_YOUR OBJECTIVE_. Below are the records; copy each line in which "impl" occurs.

=== THE DATA ===

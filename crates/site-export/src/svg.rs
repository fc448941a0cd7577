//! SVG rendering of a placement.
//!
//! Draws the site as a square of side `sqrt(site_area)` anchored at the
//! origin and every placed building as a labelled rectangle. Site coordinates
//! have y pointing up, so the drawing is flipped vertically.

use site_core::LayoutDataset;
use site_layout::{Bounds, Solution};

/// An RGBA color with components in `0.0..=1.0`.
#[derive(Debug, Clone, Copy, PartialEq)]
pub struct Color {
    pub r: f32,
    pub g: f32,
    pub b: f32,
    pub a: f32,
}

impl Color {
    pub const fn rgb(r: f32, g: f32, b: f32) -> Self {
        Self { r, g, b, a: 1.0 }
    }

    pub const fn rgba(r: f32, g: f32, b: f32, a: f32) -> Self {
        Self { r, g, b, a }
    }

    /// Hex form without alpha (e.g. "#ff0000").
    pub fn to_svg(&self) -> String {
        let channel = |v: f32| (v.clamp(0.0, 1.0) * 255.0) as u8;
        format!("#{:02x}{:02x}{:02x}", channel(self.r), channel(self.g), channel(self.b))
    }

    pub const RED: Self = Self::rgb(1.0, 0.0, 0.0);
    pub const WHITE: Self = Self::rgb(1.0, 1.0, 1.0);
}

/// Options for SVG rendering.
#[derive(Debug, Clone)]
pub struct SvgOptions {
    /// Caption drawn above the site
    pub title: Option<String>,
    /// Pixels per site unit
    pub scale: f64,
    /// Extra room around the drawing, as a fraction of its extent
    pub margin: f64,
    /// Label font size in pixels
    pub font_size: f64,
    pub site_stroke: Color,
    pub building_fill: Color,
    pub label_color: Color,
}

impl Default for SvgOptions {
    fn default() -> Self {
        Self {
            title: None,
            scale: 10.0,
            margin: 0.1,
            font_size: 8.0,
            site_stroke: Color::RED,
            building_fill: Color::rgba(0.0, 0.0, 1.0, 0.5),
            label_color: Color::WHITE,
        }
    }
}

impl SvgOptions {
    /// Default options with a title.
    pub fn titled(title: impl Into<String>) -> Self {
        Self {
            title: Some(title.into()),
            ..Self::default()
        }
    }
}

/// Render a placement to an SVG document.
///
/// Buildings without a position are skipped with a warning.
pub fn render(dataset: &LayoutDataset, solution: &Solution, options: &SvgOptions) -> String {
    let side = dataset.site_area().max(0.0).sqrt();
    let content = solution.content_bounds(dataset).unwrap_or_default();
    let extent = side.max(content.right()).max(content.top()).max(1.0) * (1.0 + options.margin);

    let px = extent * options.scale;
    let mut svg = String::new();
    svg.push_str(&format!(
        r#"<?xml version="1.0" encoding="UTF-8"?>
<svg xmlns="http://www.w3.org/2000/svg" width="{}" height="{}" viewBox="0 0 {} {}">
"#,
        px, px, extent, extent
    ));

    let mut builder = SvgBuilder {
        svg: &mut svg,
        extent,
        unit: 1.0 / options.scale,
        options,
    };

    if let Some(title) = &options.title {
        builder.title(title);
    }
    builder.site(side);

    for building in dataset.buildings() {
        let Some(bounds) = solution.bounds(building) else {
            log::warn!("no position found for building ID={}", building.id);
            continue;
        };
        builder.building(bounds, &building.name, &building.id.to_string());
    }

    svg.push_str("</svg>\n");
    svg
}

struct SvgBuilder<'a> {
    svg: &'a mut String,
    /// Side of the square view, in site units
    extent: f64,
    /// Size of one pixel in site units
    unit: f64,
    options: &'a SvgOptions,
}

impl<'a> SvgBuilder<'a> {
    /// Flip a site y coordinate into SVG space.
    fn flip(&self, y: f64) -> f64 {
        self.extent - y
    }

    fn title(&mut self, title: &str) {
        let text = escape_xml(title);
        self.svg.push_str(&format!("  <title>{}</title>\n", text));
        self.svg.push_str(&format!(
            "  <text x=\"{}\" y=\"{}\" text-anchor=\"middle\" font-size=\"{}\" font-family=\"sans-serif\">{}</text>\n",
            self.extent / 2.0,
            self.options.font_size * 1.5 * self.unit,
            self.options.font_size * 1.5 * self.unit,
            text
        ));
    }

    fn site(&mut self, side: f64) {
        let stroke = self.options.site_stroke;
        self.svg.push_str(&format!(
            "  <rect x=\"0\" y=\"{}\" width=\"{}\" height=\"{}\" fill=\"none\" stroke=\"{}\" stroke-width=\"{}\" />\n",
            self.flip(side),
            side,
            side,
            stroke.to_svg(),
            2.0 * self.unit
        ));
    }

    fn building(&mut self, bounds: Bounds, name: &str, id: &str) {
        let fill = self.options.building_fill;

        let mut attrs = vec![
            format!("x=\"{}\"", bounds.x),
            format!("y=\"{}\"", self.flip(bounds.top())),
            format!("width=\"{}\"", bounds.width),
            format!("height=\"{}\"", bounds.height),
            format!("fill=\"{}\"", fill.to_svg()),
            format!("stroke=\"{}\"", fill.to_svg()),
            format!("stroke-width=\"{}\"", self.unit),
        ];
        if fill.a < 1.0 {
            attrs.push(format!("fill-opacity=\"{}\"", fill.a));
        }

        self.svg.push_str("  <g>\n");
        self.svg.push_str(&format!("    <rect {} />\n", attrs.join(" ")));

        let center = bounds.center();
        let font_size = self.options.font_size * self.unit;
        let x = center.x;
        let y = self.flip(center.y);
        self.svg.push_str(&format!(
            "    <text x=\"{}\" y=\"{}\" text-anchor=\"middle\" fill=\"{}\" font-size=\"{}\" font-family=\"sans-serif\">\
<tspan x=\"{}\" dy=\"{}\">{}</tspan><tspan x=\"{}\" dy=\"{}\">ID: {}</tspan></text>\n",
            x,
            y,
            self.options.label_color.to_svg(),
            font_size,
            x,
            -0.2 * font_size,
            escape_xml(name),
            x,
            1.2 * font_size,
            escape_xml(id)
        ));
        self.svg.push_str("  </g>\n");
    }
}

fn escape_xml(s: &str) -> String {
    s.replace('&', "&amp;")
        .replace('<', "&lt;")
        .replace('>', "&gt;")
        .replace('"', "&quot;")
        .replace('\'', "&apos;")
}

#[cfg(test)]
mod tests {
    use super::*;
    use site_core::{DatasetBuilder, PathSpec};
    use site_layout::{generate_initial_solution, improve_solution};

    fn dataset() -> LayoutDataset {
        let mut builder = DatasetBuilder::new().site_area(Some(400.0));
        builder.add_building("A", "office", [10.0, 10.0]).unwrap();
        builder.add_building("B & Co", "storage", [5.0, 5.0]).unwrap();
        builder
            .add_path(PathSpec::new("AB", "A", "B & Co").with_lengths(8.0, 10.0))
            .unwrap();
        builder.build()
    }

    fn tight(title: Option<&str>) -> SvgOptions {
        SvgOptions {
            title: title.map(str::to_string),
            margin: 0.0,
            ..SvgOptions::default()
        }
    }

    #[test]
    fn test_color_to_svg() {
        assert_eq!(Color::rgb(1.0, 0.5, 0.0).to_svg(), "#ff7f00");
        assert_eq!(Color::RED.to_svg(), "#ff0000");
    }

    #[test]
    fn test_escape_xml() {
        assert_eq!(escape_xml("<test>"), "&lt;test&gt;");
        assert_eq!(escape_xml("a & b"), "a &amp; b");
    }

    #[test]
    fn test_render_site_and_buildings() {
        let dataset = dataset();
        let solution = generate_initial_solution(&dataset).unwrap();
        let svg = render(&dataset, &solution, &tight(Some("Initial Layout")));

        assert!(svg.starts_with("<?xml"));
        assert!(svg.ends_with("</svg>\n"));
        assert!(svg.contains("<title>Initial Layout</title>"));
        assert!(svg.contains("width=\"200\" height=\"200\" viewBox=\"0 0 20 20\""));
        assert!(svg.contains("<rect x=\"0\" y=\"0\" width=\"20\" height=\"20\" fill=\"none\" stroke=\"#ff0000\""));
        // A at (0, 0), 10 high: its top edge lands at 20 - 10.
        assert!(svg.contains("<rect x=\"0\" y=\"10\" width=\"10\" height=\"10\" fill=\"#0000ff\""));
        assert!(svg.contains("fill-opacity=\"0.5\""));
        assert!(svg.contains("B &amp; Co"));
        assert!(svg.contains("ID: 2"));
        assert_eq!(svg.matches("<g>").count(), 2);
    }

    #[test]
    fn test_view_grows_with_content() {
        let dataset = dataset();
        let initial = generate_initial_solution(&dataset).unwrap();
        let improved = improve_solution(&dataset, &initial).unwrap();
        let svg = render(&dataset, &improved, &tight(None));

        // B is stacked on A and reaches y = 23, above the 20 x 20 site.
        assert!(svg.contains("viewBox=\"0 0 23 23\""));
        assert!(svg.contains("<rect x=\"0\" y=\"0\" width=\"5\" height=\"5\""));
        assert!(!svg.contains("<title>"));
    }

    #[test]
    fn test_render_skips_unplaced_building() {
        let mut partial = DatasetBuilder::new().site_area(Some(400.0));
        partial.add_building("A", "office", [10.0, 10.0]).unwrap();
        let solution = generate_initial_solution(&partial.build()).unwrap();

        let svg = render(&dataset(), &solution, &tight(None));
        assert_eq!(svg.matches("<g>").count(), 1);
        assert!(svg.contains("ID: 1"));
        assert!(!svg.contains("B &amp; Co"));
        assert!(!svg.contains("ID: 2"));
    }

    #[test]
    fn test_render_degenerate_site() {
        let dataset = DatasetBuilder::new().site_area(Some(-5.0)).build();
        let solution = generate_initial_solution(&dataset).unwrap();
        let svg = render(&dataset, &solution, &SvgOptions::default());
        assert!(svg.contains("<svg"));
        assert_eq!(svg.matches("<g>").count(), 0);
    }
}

===

_OUTPUT OF THE TASK_.
impl Color {
impl Default for SvgOptions {
impl SvgOptions {
    pub fn titled(title: impl Into<String>) -> Self {
impl<'a> SvgBuilder<'a> {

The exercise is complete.